A numerical study can allow us to simply reduce a large data set into a single or a couple of numbers. For example the average Age of Australian’s can put millions of numbers into a single number. Obviously, in this case condensing all these age’s into a single number representation results in the loss of information. However, we can incorporate other numerical summaries into this number to provide a numerical summary which better represents the popultation.
The mean and the median allow us to represent the center of our data.
The mean is found by averaging all the numerical observations in the sample for a variable and dividing it by the sample size. For example the average height of people in a bus. You would add everyone’s heights and divide by the number of people. This means this number is affected by outliers.
The median is the middle score. This is found by placing numerical observations, such as height of people in a bus, and finding the middle score in the list of numbers.
e.g 154cm, 157cm, 159 cm, 167 cm, 192 cm
The median would be 159 cm.
However, if there are an even number of subjects then you divide the sum of the middle two numbers by 2.
This makes the median less effected by outliers then the average. Therefore, it is more useful to use the median for data which is skewed and contains outliers due to it being more robust.
If the median is equal to the mean then the data would be expected to be symmetrical. If the median is greater then the mean then the data would likely be left skewed. If the median is less then the mean then the data would be expected to be right skewed.
To determine the spread of data we can use the standard deviation.
To find the standard deviation we find the gaps in the data, using R we can do this by
# The gaps = all the data in a variable – the average price of that variable
The root mean square (RMS) can be used to find the square of the gaps in the data, then this number is averaged and then this is square rooted. This operation will find us the standard deviation of the data. Hence allowing us to know how spread out our data is.
The following is a general rule which we can apply to most data sets.
- 1 sd from the mean = 68% of our data
- 2 sd from the mean = 95% of our data
- 3 sd from the mean = 99.7% of our data
The z score can then be used to place our number into one of these categories. Essentially it is telling you how many sd the data point of interest is from the mean.
data point = mean + sd * (data point – mean) / sd
The inter quartile range (IQR) is able to tell us where the middle 50% of our data can be found. The first quartile is the median of the median in the first half of the data. The third quartile is the median of the median of the upper half of the quartile. The second median is just the median.
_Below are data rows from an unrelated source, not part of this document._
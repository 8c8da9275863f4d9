//! Tabloid - parse, filter and select columns from CLI table output.
//!
//! Commands like `kubectl get pods` or `docker ps` print tables whose columns
//! are padded with runs of spaces. Tabloid turns that text into a column
//! oriented [`Table`], filters its rows with a boolean expression and selects
//! a subset of its columns:
//!
//! ```text
//! text ─► segment_header ─► decompose ─► filter ─► project ─► Table
//!         (first line)      (the rest)   (Evaluator)
//! ```
//!
//! - [`segment_header`] infers column boundaries from the header line: a gap
//!   of at least [`MIN_COLUMN_GAP`] whitespace characters separates columns.
//! - [`decompose`] slices every data line at those boundaries.
//! - [`filter`] keeps rows for which an [`Evaluator`] returns `true`. Each
//!   column is visible to the expression under its [`normalize_key`] name.
//! - [`project`] selects and reorders columns.
//!
//! [`Pipeline`] wires the four stages together.
//!
//! # Quick Start
//!
//! ```rust
//! use tabloid::{decompose, project, segment_header};
//!
//! let input = "NAME   STATUS    RESTARTS\nweb      Running   0\ndb       Failed    3";
//! let mut lines = input.lines();
//!
//! let table = segment_header(lines.next().unwrap()).unwrap();
//! assert_eq!(table.keys(), vec!["name", "status", "restarts"]);
//!
//! let table = decompose(table, lines).unwrap();
//! assert_eq!(table.column("restarts").unwrap().values(), ["0", "3"]);
//!
//! let table = project(&table, &["status", "name"]).unwrap();
//! assert_eq!(table.titles(), vec!["STATUS", "NAME"]);
//! ```
//!
//! # Errors
//!
//! Every stage fails fast with a [`TabloidError`]; there is no partial
//! output. See [`ErrorKind`] for the broad categories.

mod column;
mod decompose;
mod error;
mod eval;
mod filter;
mod key;
mod pipeline;
mod project;
mod segment;

// Re-export public API
pub use column::{Column, ColumnEnd, ColumnRange, Row, Table};
pub use decompose::decompose;
pub use error::{ErrorKind, EvaluationError, Result, TabloidError};
pub use eval::{Evaluator, Value};
pub use filter::filter;
pub use key::normalize_key;
pub use pipeline::Pipeline;
pub use project::project;
pub use segment::{segment_header, MIN_COLUMN_GAP};
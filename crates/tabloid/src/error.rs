//! Error types for the tabloid crate.

use std::error::Error as StdError;
use std::fmt;

use thiserror::Error;

use crate::column::ColumnRange;

/// Errors that can occur while parsing, filtering or selecting columns.
#[derive(Debug, Error)]
pub enum TabloidError {
    /// The header line is empty or whitespace only.
    #[error("no column titles found: the header line is empty")]
    EmptyInput,

    /// Two column titles normalize to the same key.
    #[error("duplicate column title found: {title:?} -- unable to work with non-unique column titles")]
    DuplicateColumnTitle { title: String },

    /// A data line is too short to fill one of the columns.
    #[error(
        "input line {row} does not contain enough data to fill column {column:?}: \
         the line is {length} characters long, column expects data between {expected}"
    )]
    ShortLine {
        row: usize,
        column: String,
        expected: ColumnRange,
        length: usize,
    },

    /// The filter expression could not be compiled.
    #[error("unable to process expression {expression:?}: {source}")]
    CompileError {
        expression: String,
        #[source]
        source: EvaluationError,
    },

    /// The filter expression produced something other than a boolean.
    #[error("expression {expression:?} must return a boolean value, got {found}")]
    TypeMismatch {
        expression: String,
        found: &'static str,
    },

    /// The filter expression failed against a row.
    #[error("unable to evaluate expression for row {row}: {source}")]
    RowEvaluationError {
        row: usize,
        #[source]
        source: EvaluationError,
    },

    /// A requested column does not exist.
    #[error("column {name:?} does not exist in the input dataset")]
    ColumnNotFound { name: String },

    /// The input has a header but no data rows.
    #[error("no data found in input")]
    NoData,

    /// Filtering and selection left nothing to display.
    #[error("no rows left to display after filtering")]
    EmptyResult,
}

/// Broad category of a [`TabloidError`].
#[derive(Debug, Clone, Copy, PartialEq, Eq)]
pub enum ErrorKind {
    /// The input violates the rectangular layout.
    Structural,
    /// The filter expression is invalid or fails against a row.
    Expression,
    /// A projection names a column that does not exist.
    Lookup,
}

impl TabloidError {
    /// Returns the category of this error.
    pub fn kind(&self) -> ErrorKind {
        match self {
            TabloidError::EmptyInput
            | TabloidError::DuplicateColumnTitle { .. }
            | TabloidError::ShortLine { .. }
            | TabloidError::NoData
            | TabloidError::EmptyResult => ErrorKind::Structural,
            TabloidError::CompileError { .. }
            | TabloidError::TypeMismatch { .. }
            | TabloidError::RowEvaluationError { .. } => ErrorKind::Expression,
            TabloidError::ColumnNotFound { .. } => ErrorKind::Lookup,
        }
    }
}

/// Failure reported by an [`Evaluator`](crate::Evaluator).
///
/// Wraps whatever error type the concrete evaluator uses so the filter can
/// attach row context without knowing the backend.
#[derive(Debug)]
pub struct EvaluationError {
    cause: Box<dyn StdError + Send + Sync + 'static>,
}

impl EvaluationError {
    /// Wraps an evaluator-specific error.
    pub fn new(cause: impl Into<Box<dyn StdError + Send + Sync + 'static>>) -> Self {
        Self {
            cause: cause.into(),
        }
    }

    /// Returns the underlying evaluator error.
    pub fn cause(&self) -> &(dyn StdError + Send + Sync + 'static) {
        self.cause.as_ref()
    }
}

impl fmt::Display for EvaluationError {
    fn fmt(&self, f: &mut fmt::Formatter<'_>) -> fmt::Result {
        fmt::Display::fmt(&self.cause, f)
    }
}

impl StdError for EvaluationError {
    fn source(&self) -> Option<&(dyn StdError + 'static)> {
        Some(self.cause.as_ref())
    }
}

/// Result type for tabloid operations.
pub type Result<T> = std::result::Result<T, TabloidError>;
To determine whether your data contains outliers. You can use the following formula to calculate the upper threshold and the lower threshold of your data – any numerical observations greater then or less then these numbers will be considered outliers.
LQ = mean – 1.5 * IQR
UQ = mean + 1.5 * IQR
Where the IQR = the third quartile – the first quartile
The quartile referes to dividing your data into 4 divisions, where as, the quantile is dividing your data into n-1 divisions.
A useful trick to combine your mean and standard deviation into one numerical summary is the coefficient of variation (CV) = SD/ mean. This is used for quality control in manufacturing as well as quality control for analytical chemists.
Additionally, the maximum number and the minimum number provide useful insight. These are just the largest and the smallest number respectively in the data set.